BioRestorative’s BRTX-100 Phase 2 Shows 52% ≥50% Pain and Function Gain in 25 Patients
At ISCT 2026, BioRestorative expanded its blinded Phase 2 dataset to 25 evaluable patients at 52 weeks versus 12 previously, showing 52% achieved at least 50% improvement in both VAS pain and ODI function with no dose-limiting toxicities. The trial sustains favorable safety and advances Phase 3 readiness after FDA Fast Track designation.
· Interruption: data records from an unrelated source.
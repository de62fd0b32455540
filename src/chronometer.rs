use std::time::Instant;

#[derive(Clone, Copy)]
pub struct Chronometer {
    start: Instant,
}

impl Chronometer {
    pub fn new() -> Self {
        Self { start: Instant::now() }
    }

    pub fn elapsed(&self) -> String {
        format_millis(self.start.elapsed().as_millis())
    }
}

fn format_millis(elapsed: u128) -> String {
    format!("{:02}:{:02}.{:03}", elapsed / 60000, (elapsed % 60000) / 1000, elapsed % 1000)
}
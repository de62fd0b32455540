use crate::{base85, hex, serial, Arc, Error, Logger, Server};
use hyper::{Body, Response, StatusCode};
use serde::Deserialize;
use serde_json::{json, Value};

macro_rules! unwrap {
    ( $x:expr ) => {{
        match $x {
            Ok(result) => result,
            Err(error) => return respond_error(error),
        }
    }};
}

#[derive(Debug, Deserialize)]
struct SerialRequest {
    prefix: String,
    payload: String,
}

pub struct State {
    encoder: &'static base85::Encoder<'static>,
}

impl State {
    pub fn new() -> Self {
        Self {
            encoder: base85::Encoder::default(),
        }
    }

    pub fn encode(&self, payload: &[u8]) -> Value {
        let encoded = self.encoder.encode(payload);
        let length = encoded.len();
        json!({ "encoded": encoded, "length": length })
    }

    pub fn encode_hex(&self, payload: &str) -> Result<Value, Error> {
        Ok(self.encode(&hex::decode(payload)?))
    }

    pub fn encode_serial(&self, body: &[u8]) -> Result<Value, Error> {
        let request: SerialRequest =
            serde_json::from_slice(body).map_err(|error| Error::new(format!("Invalid JSON body: {}", error)))?;
        let payload = hex::decode(&request.payload)?;
        let serial = serial::encode(&request.prefix, payload)?;
        Ok(json!({ "serial": serial }))
    }
}

fn respond_ok(value: Value) -> Response<Body> {
    crate::server::respond(StatusCode::OK, value)
}

fn respond_error(error: Error) -> Response<Body> {
    crate::server::respond_message(StatusCode::BAD_REQUEST, error.message())
}

pub fn create_server(state: Arc<State>, logger: Logger, max_body_size: usize) -> Result<Server<State>, Error> {
    let mut server = Server::new(state, logger, max_body_size);

    server.post("/encode", |_parameters, body, state| async move { respond_ok(state.encode(&body)) })?;

    server.get("/encode/{hex}", |parameters, _body, state| async move {
        let payload = unwrap!(parameters.get("hex").ok_or_else(|| Error::new("Missing hex parameter")));
        respond_ok(unwrap!(state.encode_hex(payload)))
    })?;

    server.post("/serials", |_parameters, body, state| async move {
        respond_ok(unwrap!(state.encode_serial(&body)))
    })?;

    Ok(server)
}

#[cfg(test)]
mod tests {
    use super::{create_server, State};
    use crate::{Arc, Logger};
    use hyper::{Body, Method, Request, StatusCode};
    use serde_json::{json, Value};
    use tokio::runtime::Runtime;

    fn send(method: Method, uri: &str, body: &'static str) -> (StatusCode, Value) {
        let server = create_server(Arc::new(State::new()), Logger::new(), 16).unwrap();
        let request = Request::builder().method(method).uri(uri).body(Body::from(body)).unwrap();
        Runtime::new().unwrap().block_on(async {
            let response = server.call(request).await;
            let status = response.status();
            let body = hyper::body::to_bytes(response.into_body()).await.unwrap();
            (status, serde_json::from_slice(&body).unwrap())
        })
    }

    #[test]
    fn encode() {
        let state = State::new();
        assert_eq!(state.encode(b"foobar"), json!({ "encoded": "W^Zp/VR8", "length": 8 }));
        assert_eq!(state.encode(b""), json!({ "encoded": "", "length": 0 }));
    }

    #[test]
    fn encode_hex() {
        let state = State::new();
        assert_eq!(state.encode_hex("ffffffff1c"), Ok(json!({ "encoded": "/NsC08~", "length": 7 })));
        assert_eq!(
            state.encode_hex("fff").unwrap_err().message(),
            "Invalid hex payload: Odd number of digits"
        );
    }

    #[test]
    fn encode_serial() {
        let state = State::new();
        let body = br#"{"prefix": "@Ug", "payload": "666f6f626172"}"#;
        assert_eq!(state.encode_serial(body), Ok(json!({ "serial": "@UgW^Zp/VR8" })));

        let body = br#"{"prefix": "Ug", "payload": "00"}"#;
        assert_eq!(state.encode_serial(body).unwrap_err().message(), r#"Invalid serial prefix "Ug""#);

        let body = br#"{"prefix": "@Ug"}"#;
        assert!(state.encode_serial(body).unwrap_err().message().starts_with("Invalid JSON body"));
    }

    #[test]
    fn routes() {
        assert_eq!(
            send(Method::POST, "/encode", "foobar"),
            (StatusCode::OK, json!({ "encoded": "W^Zp/VR8", "length": 8 }))
        );
        assert_eq!(
            send(Method::GET, "/encode/41", ""),
            (StatusCode::OK, json!({ "encoded": "K>", "length": 2 }))
        );
        assert_eq!(
            send(Method::POST, "/serials", r#"{"prefix":"@Ug","payload":"00"}"#),
            (StatusCode::OK, json!({ "serial": "@Ug00" }))
        );
    }

    #[test]
    fn unknown_routes() {
        assert_eq!(send(Method::GET, "/nope", ""), (StatusCode::NOT_FOUND, json!({ "message": "Not Found" })));
        assert_eq!(send(Method::GET, "/encode", "").0, StatusCode::NOT_FOUND);
        assert_eq!(send(Method::POST, "/encode/41", "").0, StatusCode::NOT_FOUND);
    }

    #[test]
    fn invalid_requests() {
        assert_eq!(
            send(Method::GET, "/encode/zz", ""),
            (
                StatusCode::BAD_REQUEST,
                json!({ "message": "Invalid hex payload: Invalid character 'z' at position 0" })
            )
        );
        let (status, body) = send(Method::POST, "/encode", "0123456789abcdefg");
        assert_eq!(status, StatusCode::PAYLOAD_TOO_LARGE);
        assert_eq!(body, json!({ "message": "Request body exceeds 16 bytes" }));
    }
}
pub mod alphabet;

pub use alphabet::Alphabet;
use super::{Alphabet, BODY_ALPHABET, LEAD_ALPHABET, TAIL_ALPHABET};
use std::{error, fmt};

#[derive(Copy, Clone, Debug, Eq, PartialEq)]
pub enum Error {
    /// The output buffer cannot hold the whole encoding. Nothing has been written.
    BufferTooSmall { required: usize, available: usize },
}

impl error::Error for Error {}

impl fmt::Display for Error {
    fn fmt(&self, f: &mut fmt::Formatter<'_>) -> fmt::Result {
        match self {
            Error::BufferTooSmall { required, available } => {
                write!(f, "Output buffer too small ({} bytes required, {} available)", required, available)
            }
        }
    }
}

const P1: u32 = 85;
const P2: u32 = 85 * 85;
const P3: u32 = 85 * 85 * 85;
const P4: u32 = 85 * 85 * 85 * 85;

/// Symbols produced by a partial group of 0, 1, 2 or 3 bytes.
const TAIL_LENGTHS: [usize; 4] = [0, 2, 3, 4];

/// Number of symbols produced for `len` input bytes.
pub const fn encoded_len(len: usize) -> usize {
    (len / 4) * 5 + TAIL_LENGTHS[len % 4]
}

/// Base 85 digits of `value`, most significant first.
const fn digits(value: u32) -> [u32; 5] {
    let r4 = value % P4;
    let r3 = r4 % P3;
    let r2 = r3 % P2;
    [value / P4, r4 / P3, r3 / P2, r2 / P1, r2 % P1]
}

pub struct Encoder<'a> {
    lead: &'a Alphabet<85>,
    body: &'a Alphabet<85>,
    tail: &'a Alphabet<85>,
}

impl<'a> Encoder<'a> {
    pub const fn new(lead: &'a Alphabet<85>, body: &'a Alphabet<85>, tail: &'a Alphabet<85>) -> Self {
        Self { lead, body, tail }
    }

    fn write(&self, input: &[u8], output: &mut [u8]) -> usize {
        let groups = input.chunks_exact(4);
        let remainder = groups.remainder();
        let mut index = 0;

        for group in groups {
            let [d0, d1, d2, d3, d4] = digits(u32::from_be_bytes([group[0], group[1], group[2], group[3]]));
            output[index] = self.lead.symbol(d0);
            output[index + 1] = self.body.symbol(d1);
            output[index + 2] = self.body.symbol(d2);
            output[index + 3] = self.body.symbol(d3);
            output[index + 4] = self.body.symbol(d4);
            index += 5;
        }

        if !remainder.is_empty() {
            let mut word = [0u8; 4];
            word[..remainder.len()].copy_from_slice(remainder);
            let [d0, d1, d2, d3, _] = digits(u32::from_be_bytes(word));
            output[index] = self.lead.symbol(d0);
            output[index + 1] = self.lead.symbol(d1);
            index += 2;
            if remainder.len() > 1 {
                output[index] = self.body.symbol(d2);
                index += 1;
            }
            if remainder.len() > 2 {
                output[index] = self.tail.symbol(d3);
                index += 1;
            }
        }

        index
    }

    pub fn encode_into(&self, input: impl AsRef<[u8]>, output: &mut impl AsMut<[u8]>) -> Result<usize, Error> {
        let input = input.as_ref();
        let output = output.as_mut();
        let required = encoded_len(input.len());
        if output.len() < required {
            return Err(Error::BufferTooSmall {
                required,
                available: output.len(),
            });
        }
        Ok(self.write(input, output))
    }

    pub fn encode(&self, input: impl AsRef<[u8]>) -> String {
        let input = input.as_ref();
        let mut output = vec![0u8; encoded_len(input.len())];
        let len = self.write(input, &mut output);
        output[..len].iter().copied().map(char::from).collect()
    }

    pub fn default() -> &'static Self {
        &ENCODER
    }
}

const ENCODER: Encoder = Encoder::new(&LEAD_ALPHABET, &BODY_ALPHABET, &TAIL_ALPHABET);

pub fn encode(input: impl AsRef<[u8]>) -> String {
    Encoder::default().encode(input)
}

pub fn encode_into(input: impl AsRef<[u8]>, output: &mut impl AsMut<[u8]>) -> Result<usize, Error> {
    Encoder::default().encode_into(input, output)
}

#[cfg(test)]
mod tests {
    use super::{encoded_len, Error};

    #[test]
    fn encode() {
        assert_eq!(super::encode([]), "");
        assert_eq!(super::encode([0x00, 0x00, 0x00, 0x00]), "00000");
        assert_eq!(super::encode([0xff, 0xff, 0xff, 0xff]), "/NsC0");
        assert_eq!(super::encode([0xde, 0xad, 0xbe, 0xef]), "-mSjx");
        assert_eq!(super::encode("ABCD"), "K/(`B");
        assert_eq!(super::encode("foobar"), "W^Zp/VR8");
        assert_eq!(super::encode("Hello world"), "NM&qnZy<MXa%^M");
        assert_eq!(super::encode([0x01, 0x02, 0x03, 0x04, 0x05, 0x06, 0x07, 0x08]), "0RjUA1qKHQ");
        assert_eq!(super::encode([0x12, 0x34, 0x56, 0x78, 0x9a]), "5;RtLng");
    }

    #[test]
    fn encode_tail() {
        assert_eq!(super::encode([0x00]), "00");
        assert_eq!(super::encode("A"), "K>");
        assert_eq!(super::encode("AB"), "K/%");
        assert_eq!(super::encode("ABC"), "K/(_");
        assert_eq!(super::encode([0x00, 0x00, 0x00]), "0000");
        assert_eq!(super::encode([0xff]), "{{");
        assert_eq!(super::encode([0xff, 0xff]), "/Nj");
        assert_eq!(super::encode([0xff, 0xff, 0xff]), "/Ns9");
        assert_eq!(super::encode([0x01, 0x02]), "0Rj");
    }

    #[test]
    fn encode_diverging_symbols() {
        // digit 84 in the last position of a full group
        assert_eq!(super::encode([0x00, 0x00, 0x00, 0x54]), "0000 ");
        // digit 84 in the second position of a partial group
        assert_eq!(super::encode([0x1c]), "8~");
        assert_eq!(super::encode([0xfc]), "`~");
        // digit 84 in the third position of a partial group
        assert_eq!(super::encode([0x00, 0x67]), "0A ");
        // digits 84, 83 and 82 in the fourth position of a partial group
        assert_eq!(super::encode([0x00, 0x00, 0x1c]), "000}");
        assert_eq!(super::encode([0x00, 0x00, 0x38]), "001/");
        assert_eq!(super::encode([0x00, 0x00, 0x54]), "002 ");
    }

    #[test]
    fn encoded_lengths() {
        let expected = [0, 2, 3, 4, 5, 7, 8, 9, 10, 12, 13, 14, 15];
        for (len, &symbols) in expected.iter().enumerate() {
            assert_eq!(encoded_len(len), symbols);
            assert_eq!(super::encode(vec![0xa5u8; len]).len(), symbols);
        }
        assert_eq!(encoded_len(4000), 5000);
    }

    #[test]
    fn encode_into() {
        let mut output = [0u8; 8];
        assert_eq!(super::encode_into("foobar", &mut output), Ok(8));
        assert_eq!(&output, b"W^Zp/VR8");

        let mut output = vec![b'.'; 7];
        assert_eq!(super::encode_into("ABC", &mut output), Ok(4));
        assert_eq!(output, b"K/(_...");

        let mut output: [u8; 0] = [];
        assert_eq!(super::encode_into([], &mut output), Ok(0));
    }

    #[test]
    fn encode_into_buffer_too_small() {
        let mut output = [b'.'; 7];
        assert_eq!(
            super::encode_into("foobar", &mut output),
            Err(Error::BufferTooSmall {
                required: 8,
                available: 7
            })
        );
        assert_eq!(&output, b".......");

        let mut output = [0u8; 4];
        assert_eq!(
            super::encode_into([0xff; 4], &mut output),
            Err(Error::BufferTooSmall {
                required: 5,
                available: 4
            })
        );
    }
}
1. Expanded Phase 2 Dataset
BioRestorative enrolled a 52-week follow-up cohort of 25 patients in its Phase 2 trial of BRTX-100, more than doubling the evaluable population from the previously reported 12 patients, to assess sustained outcomes in chronic lumbar disc disease.
2. Efficacy Outcomes
At 52 weeks, 52% of evaluable patients achieved at least 50% improvement in both Visual Analog Scale pain scores and Oswestry Disability Index function scores. Secondary measures showed 56% of patients with ≥50% VAS pain improvement (average 71.4%), 64% with ≥50% ODI functional gain (average 73.6%), and similar durable gains on FRI and RMDQ metrics.
3. Safety Profile
No dose-limiting toxicities or related adverse events were observed throughout the 52-week blinded dataset, reinforcing a favorable safety profile for autologous hypoxic-cultured mesenchymal stem cell injections in non-surgical regenerative therapy.
4. Regulatory Pathway and Phase 3 Readiness
BRTX-100 holds FDA Fast Track designation for chronic lumbar disc disease and recently secured alignment on Phase 3 design elements during a Type B meeting. The company has initiated Phase 3 enabling activities aiming for an IND submission later in 2026.